Subject: Re: [Boost-bugs] [Boost C++ Libraries] #10740: Multi-level containers do not cooperate with address tracking
From: Boost C++ Libraries (noreply_at_[hidden])
Date: 2014-11-27 21:28:08


#10740: Multi-level containers do not cooperate with address tracking
-------------------------------------+-------------------------------------
  Reporter: Simon Etter | Owner: ramey
  <ettersi@…> | Status: closed
      Type: Bugs | Component: serialization
 Milestone: To Be Determined | Severity: Problem
   Version: Boost 1.56.0 | Keywords: Address tracking, STL
Resolution: invalid | containers
-------------------------------------+-------------------------------------

Comment (by Simon Etter <ettersi@…>):

 I don't understand your posted code snippet. The second line lets `pd`
 point to some element in `l`. On the third line from below, you read a new
 vector into `l`, which calls `clear()` on `l` (see
 collections_load_imp.hpp : 140) and therefore invalidates `pd`. On the
 last line, you nevertheless dereference `pd`. This is undefined behaviour.

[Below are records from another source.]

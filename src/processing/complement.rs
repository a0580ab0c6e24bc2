//! Complement of a single block.
//!
//! Fills the address space before and after a block with the largest aligned
//! blocks that fit. Both walks start from the widest host mask and narrow it
//! by one bit per step, so each direction takes at most 32 steps between two
//! emitted blocks.

use crate::models::{prefix_for_host_mask, CidrBlock, ADDR_MAX, ADDR_MIN};

/// Blocks covering `[0, first(block) - 1]`, in ascending order.
///
/// Empty when the block starts at `0.0.0.0`.
pub fn preceding_blocks(block: &CidrBlock) -> Vec<CidrBlock> {
    let mut blocks = Vec::new();
    let first = block.first();
    let mut cursor = ADDR_MIN;
    let mut hostmask = ADDR_MAX;

    while cursor != first {
        let block_end = cursor | hostmask;
        if block_end < first {
            let found = CidrBlock::from_u32(cursor, prefix_for_host_mask(hostmask));
            log::trace!("preceding {block}: {found}");
            blocks.push(found);
            // block_end < first <= ADDR_MAX, cannot overflow
            cursor = block_end + 1;
        }
        hostmask >>= 1;
    }
    blocks
}

/// Blocks covering `[last(block) + 1, 255.255.255.255]`, in descending order.
///
/// Empty when the block ends at `255.255.255.255`.
pub fn following_blocks(block: &CidrBlock) -> Vec<CidrBlock> {
    let mut blocks = Vec::new();
    let last = block.last();
    let mut cursor = ADDR_MAX;
    let mut hostmask = ADDR_MAX;

    while cursor != last {
        // cursor always has its low bits set, xor clears them
        let block_start = cursor ^ hostmask;
        if block_start > last {
            let found = CidrBlock::from_u32(block_start, prefix_for_host_mask(hostmask));
            log::trace!("following {block}: {found}");
            blocks.push(found);
            // block_start > last >= ADDR_MIN, cannot underflow
            cursor = block_start - 1;
        }
        hostmask >>= 1;
    }
    blocks
}

/// Every block not overlapping `block`: preceding then following, unsorted.
///
/// Host bits set on `block` are ignored, it is treated as its network.
pub fn complement(block: &CidrBlock) -> Vec<CidrBlock> {
    let mut blocks = preceding_blocks(block);
    blocks.extend(following_blocks(block));
    log::debug!("complement of {block}: {} blocks", blocks.len());
    blocks
}
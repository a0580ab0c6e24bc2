//! Inversion of one or many blocks.
//!
//! Builds on [`complement`](super::complement) for the per-block walk and on a
//! [`Merger`] to canonicalize the multi-block result.

use super::complement::{complement, following_blocks, preceding_blocks};
use super::merge::{Merger, RangeMerger};
use super::sorter::sort_blocks;
use crate::models::CidrBlock;
use itertools::Itertools;

/// Every address not in `block`, as sorted aligned blocks.
pub fn invert_one(block: &CidrBlock) -> Vec<CidrBlock> {
    let mut blocks = complement(block);
    sort_blocks(&mut blocks);
    blocks
}

/// Every address not in any of `blocks`, merged with [`RangeMerger`].
pub fn invert_many(blocks: &[CidrBlock]) -> Vec<CidrBlock> {
    invert_many_with(blocks, &RangeMerger)
}

/// Every address not in any of `blocks`, merged with `merger`.
///
/// Inputs may overlap or repeat. The result is sorted, disjoint and minimal.
/// An empty input yields the whole address space.
pub fn invert_many_with<M: Merger + ?Sized>(blocks: &[CidrBlock], merger: &M) -> Vec<CidrBlock> {
    let inputs = merger.merge(blocks);
    let (Some(first), Some(last)) = (inputs.first(), inputs.last()) else {
        log::debug!("invert_many: no input blocks, returning everything");
        return vec![CidrBlock::everything()];
    };

    // The union of single-block complements would cover the other inputs too,
    // so each gap is cut down to what lies between two neighbouring inputs.
    let mut raw = preceding_blocks(first);
    for (left, right) in inputs.iter().tuple_windows() {
        raw.extend(gap_blocks(left, right));
    }
    raw.extend(following_blocks(last));
    log::debug!(
        "invert_many: {} inputs ({} after merge), {} raw blocks",
        blocks.len(),
        inputs.len(),
        raw.len()
    );

    let mut merged = merger.merge(&raw);
    sort_blocks(&mut merged);
    merged
}

/// Blocks strictly between two disjoint blocks, `left` lying before `right`.
fn gap_blocks(left: &CidrBlock, right: &CidrBlock) -> Vec<CidrBlock> {
    let mut after_left = following_blocks(left);
    after_left.reverse();
    let before_right = preceding_blocks(right);
    intersect(&after_left, &before_right)
}

/// Intersection of two ascending lists of disjoint aligned blocks.
///
/// Two aligned blocks that overlap are nested, so their intersection is the
/// smaller of the two.
fn intersect(a: &[CidrBlock], b: &[CidrBlock]) -> Vec<CidrBlock> {
    let mut blocks = Vec::new();
    let (mut i, mut j) = (0, 0);
    while i < a.len() && j < b.len() {
        let (x, y) = (&a[i], &b[j]);
        if x.overlaps(y) {
            blocks.push(if x.prefix >= y.prefix { *x } else { *y });
        }
        if x.last() <= y.last() {
            i += 1;
        } else {
            j += 1;
        }
    }
    blocks
}
//! Block inversion logic.
//!
//! - [`complement`] - blocks before and after a single block
//! - [`sorter`] - stable ordering by network address
//! - [`merge`] - canonical merge strategies behind the [`Merger`] trait
//! - [`aggregate`] - inversion of one or many blocks

mod aggregate;
mod complement;
mod merge;
mod sorter;

// Re-export public functions
pub use aggregate::{invert_many, invert_many_with, invert_one};
pub use complement::{complement, following_blocks, preceding_blocks};
pub use merge::{range_blocks, Merger, RangeMerger, SiblingMerger};
pub use sorter::sort_blocks;
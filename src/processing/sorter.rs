//! Ordering of block lists.

use crate::models::CidrBlock;

/// Stable sort by network address, ascending.
///
/// Blocks sharing a network address keep their original relative order.
pub fn sort_blocks(blocks: &mut [CidrBlock]) {
    blocks.sort_by_key(|b| b.first());
}
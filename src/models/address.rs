//! IPv4 address codec and mask helpers.
//!
//! Addresses are handled as `u32` values so that ordering and bit operations
//! follow plain integer arithmetic.

use crate::error::CidrError;
use std::net::Ipv4Addr;

/// Maximum length for an IPv4 prefix (32 bits).
pub const MAX_LENGTH: u8 = 32;

/// Lowest IPv4 address as an integer.
pub const ADDR_MIN: u32 = 0;

/// Highest IPv4 address as an integer.
pub const ADDR_MAX: u32 = !ADDR_MIN;

/// Decode 4 big-endian bytes into an address value.
///
/// # Examples
/// ```
/// use cidr_inverse::models::to_address;
/// assert_eq!(to_address(&[10, 0, 0, 1]).unwrap(), 0x0A000001);
/// assert!(to_address(&[0; 16]).is_err());
/// ```
pub fn to_address(bytes: &[u8]) -> Result<u32, CidrError> {
    let octets: [u8; 4] = bytes
        .try_into()
        .map_err(|_| CidrError::InvalidAddressLength(bytes.len()))?;
    Ok(u32::from_be_bytes(octets))
}

/// Encode an address value as 4 big-endian bytes.
pub fn to_bytes(addr: u32) -> [u8; 4] {
    addr.to_be_bytes()
}

/// Convert an address value to [`Ipv4Addr`].
pub fn to_ipv4(addr: u32) -> Ipv4Addr {
    Ipv4Addr::from(to_bytes(addr))
}

/// Convert an [`Ipv4Addr`] to an address value.
pub fn from_ipv4(addr: Ipv4Addr) -> u32 {
    u32::from_be_bytes(addr.octets())
}

/// Convert a CIDR prefix length to a subnet mask as u32.
///
/// # Examples
/// ```
/// use cidr_inverse::models::get_cidr_mask;
/// assert_eq!(get_cidr_mask(24).unwrap(), 0xFFFFFF00);
/// ```
pub fn get_cidr_mask(len: u8) -> Result<u32, CidrError> {
    Ok(!host_mask(len)?)
}

/// Mask of the low `32 - len` bits, the variable part of a block.
pub fn host_mask(len: u8) -> Result<u32, CidrError> {
    if len > MAX_LENGTH {
        Err(CidrError::InvalidPrefixLength(len.to_string()))
    } else {
        // u64 so that len == 0 does not overflow the shift
        Ok(((1u64 << (MAX_LENGTH - len)) - 1) as u32)
    }
}

/// Prefix length that belongs to a host mask produced by [`host_mask`].
pub(crate) fn prefix_for_host_mask(hostmask: u32) -> u8 {
    hostmask.leading_zeros() as u8
}

/// Calculate the minimum prefix for an address based on trailing zeros.
///
/// This is the largest block the address can be the network address of.
pub fn lo_mask(addr: u32) -> u8 {
    MAX_LENGTH - addr.trailing_zeros().min(MAX_LENGTH as u32) as u8
}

 I think we are still talking past each other. Let me describe the
 situation once more for the one-level case. Assume `oa` is any output
 archive, and `l` and `pd` are defined and initialized as follows:
 {{{
 std::vector<dummy> l(1);
 dummy* pd = &l.back();
 }}}
 I call `d` the object of type `dummy` which is located at the address
 `&l.back()`. I emphasize that the type and address of `d` are the only
 relevant properties here. We first serialize `l`:
 {{{
 oa << l;
 }}}
 The implementation of serialization for `std::vector<>` calls serialize on
 every element of `l`, thus also on `d`. Next, we serialize `pd`.
 {{{
 oa << pd;
 }}}
 According to
 [[http://www.boost.org/doc/libs/1_57_0/libs/serialization/doc/serialization.html#pointeroperators]],
 the serialization code checks whether an object of type `dummy` at address
 `&d` has already been serialized. Since `d` was already serialized as an
 element of `l`, this is indeed the case. Thus, we only store some special
 tag for `pd`, no actual object information.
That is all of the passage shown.